How does HaxlSharp work?

I wrote a C# version of Haxl called HaxlSharp. The original Haxl paper by Marlow, et al. is brilliantly titled There is no Fork: an Abstraction for Efficient, Concurrent, and Concise Data Access, and provides a great overview of Haxl. This post will focus more on the differences between the original Haskell implementation and my C# implementation.

What is Fetch<>?

In HaxlSharp, we use query syntax to combine functions that return Fetch<> objects. Let’s say we have these three Fetch<> objects/ functions:

Fetch<string> a;
Fetch<int> b;
Func<string, Fetch<int>> c;

We can combine them like this:

from x in a
from y in b
from z in c(a)
select y + z;

Fetch<> is actually a free monad that collects lambda expression trees instead of lambda functions.

It divides these expression trees into groups of expressions that can be written applicatively, using a version of the ApplicativeDo algorithm that was recently merged into GHC¹.

A brief aside on ApplicativeDo

If ApplicativeDo finds two monadic bind statements that can be expressed applicatively:

{-# LANGUAGE ApplicativeDo #-}
a <- x
b <- y

it will rewrite them as:

(a, b) <- (,) <$> x <*> y

Generalizing to more than two statements is trivial. For instance, in this expression:

{-# LANGUAGE ApplicativeDo #-}
a <- x
b <- y
c <- z
d <- q a b c
e <- r a c d
-- etc

the first three statements can be rewritten applicatively:

(a, b, c) <- (,,) <$> x <*> y <*> z

Because of tuple destructuring and nested lambdas, subsequent monadic binds will have a, b, and c in scope:

(,,) <$> x <*> y <*> z >>=
  \(a, b, c) -> q a b c >>=
    \d -> r a c d
      \e -> --etc

Here’s where things start to diverge from the Haskell version. C# doesn’t have tuple destructuring, nor does it desugar query expressions into nested lambdas. Overload resolution on nested lambdas has an appalling asymptotic complexity, so the C# compiler desugars query expressions using transparent identifiers² that emulate the scoping behaviour of nested lambdas.

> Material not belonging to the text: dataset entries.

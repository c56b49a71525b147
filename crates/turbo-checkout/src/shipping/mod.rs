//! Shipping module.
//!
//! Contains courier quote types, the quote service collaborator and the
//! resolver that decides when quotes are fetched and which one is chosen.

mod quote;
mod resolver;

pub use quote::{Dimensions, QuoteRequest, ShippingQuoteOption, ShippingQuoteService};
pub use resolver::{QuoteCompletion, QuoteTicket, QuoteUnavailable, ShippingResolver};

Unfortunately, transparent identifiers are meant to be an internal compiler implementation detail, and aren’t really accessible to us as library authors. If we want to mess around with the scoping behaviour of our lambda expressions- which we do if we want to rewrite them applicatively- we need to ditch transparent identifiers completely, and use our own scoping system.

HaxlSharp scoping

In C#, we’d write that ApplicativeDo example like this:

from a in x
from b in y
from c in z
from d in q(a, b, c)
from e in r(a, c, d)

Let’s say that these are all of type Fetch<int>. We will get four³ bind lambda expression trees:

Expression<Func<int, Fetch<int>>>
bind1 = a => y;

Expression<Func<int, int, Fetch<int>>>
bind2 = (a, b) => z;

Expression<Func<TRANS0<int, int>, int, Fetch<int>>>
bind3 = (ti0, c) => q(ti0.a, ti0.b, c);

Expression<Func<TRANS1<TRANS0<int, int>, int>, int, Fetch<int>>>
bind4 = (ti1, d) => r(ti1.ti0.a, ti1.c, d);

We can’t really manipulate transparent identifiers, so we rewrite all these expresions to take a Scope object, which is basically a Dictionary<string, object> that can spawn child scopes.

Here’s the expressions rewritten as Expression<Func<Scope, Fetch<int>>>:

Expression<Func<Scope, Fetch<int>>>
bind1 = scope => y;

Expression<Func<Scope, Fetch<int>>>
bind2 = scope => z;

Expression<Func<Scope, Fetch<int>>>
bind3 = scope => 
  q((int)scope.Get("a"), (int)scope.Get("b"), (int)scope.Get("c"));

Expression<Func<Scope, Fetch<int>>>
bind4 = scope => 
  r((int)scope.Get("a"), (int)scope.Get("c"), (int)scope.Get("d"));

All transparent identifier and parameter accesses have been replaced with scope accessors.

If we have a nested Fetch<>:

var fetch1 = 
  from a in x
  from b in y
  from c in z
  select tuple(a, b, c);

var fetch2 = 
  from a in x
  from b in fetch1
  select tuple(a, b);

fetch1 will be given a child scope, so it can access the parent variable a without polluting the scope of the parent.

Fetching

All our expressions now assume every value they use is present in the scope. We ensure this by running applicative groups concurrently and awaiting their completion. Once the applicative group fetching is complete, we write the results to the scope with their respective variable names, and then pass this populated scope to the next applicative group, and so on.